よなは竜太郎 ブログ

好奇心だけで人生を愉しんでいるような道産子東京在住の気が付けば30代も後半です。

昼酒の東京人

東京に来て驚いたことの一つは、みんな昼から酒を飲んでいることである。

居酒屋や料理屋ならまだ理解の余地もあるが、缶ビールやパック酒を片手に路上を闊歩する老若男女が実に多いのだ。

私も酒呑みではあるが、酒は夜に家でゆっくりと飲みたいもので、別に白昼堂々と・・・あるいはコンビニのレジ袋でカムフラージュしながら周囲を気にしてまで飲みたくはない。何をそこまでして飲みたいのだろうとつくづく驚いたものだが、今となっては慣れっこになりつつある。
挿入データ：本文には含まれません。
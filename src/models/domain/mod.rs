pub mod content_unit;
pub mod evidence;
pub mod generation;
pub mod grading;
pub mod quiz_item;
pub mod summary_note;
pub mod wrong_answer;
pub use content_unit::{ContentUnit, OrderRange};
pub use evidence::{EvidenceRecord, EvidenceSpan};
pub use generation::{GenerationOutcome, TaskKind};
pub use grading::{GradingRecord, GradingResult};
pub use quiz_item::{QuizItem, QuizType};
pub use summary_note::SummaryNote;
pub use wrong_answer::WrongAnswerRecord;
路上もそうだが、公共交通機関の車内における飲酒もしばしば見かける。夕方などは仕事終わりのサラリーマンと思しき男が缶ビールをやっていたりする。過去には満員電車の優先席に陣取って右手に柿ピーと缶チューハイを、左手に文庫本を手にして、起用に一人酒に耽る猛者もみたことがあってホトホト呆れたものだ。

私は大江戸線という比較的クリーンな線を使っていてもこの有り様なのだが、聞くところによると常磐線など東京の東を走る線では、乗客の飲酒は日常風景という。

しかし考えを変えると、東京は酒に寛容な街であるともいえる。実際に24時間営業の店はどの駅の近くにもあり、前を通りかかれば何時でも店内には酔客の姿が見られる。また、24時間営業でなくとも朝から開けて夜は早々に店じまいしてしまう大衆酒場も少なくない。その他の業態では、昼時にラーメン屋に入れば客が十人いれば必ず一人はビールを注文しているのも東京の日常風景である。

さまざまな生活様式と雑多な人種が混淆する東京ならではのニーズの上に、この街の昼酒文化は形成されている。そう考えると、昼から酒なんて・・・と冷たい視線を向けるのは早計であろう。我々が高いびきをかいている間に労働に汗していると思えば、彼らの昼酒にも寛容になれるというものなのかもしれない。

一方の田舎ではいまだに農耕文化に由来するムラの構造が色濃く、やはり昼酒はタブーに近い。農耕するうえでは横一列の集団が求められるわけだが、そこに昼から酒を飲む人間が出ると、やはりそれはイレギュラーとして排除するのが古くからのシステムだ。仮に飲みたくても夜まではおあずけ、という不文律がある。そういうしがらみのない東京という街は、呑兵衛の天国なのかもしれない。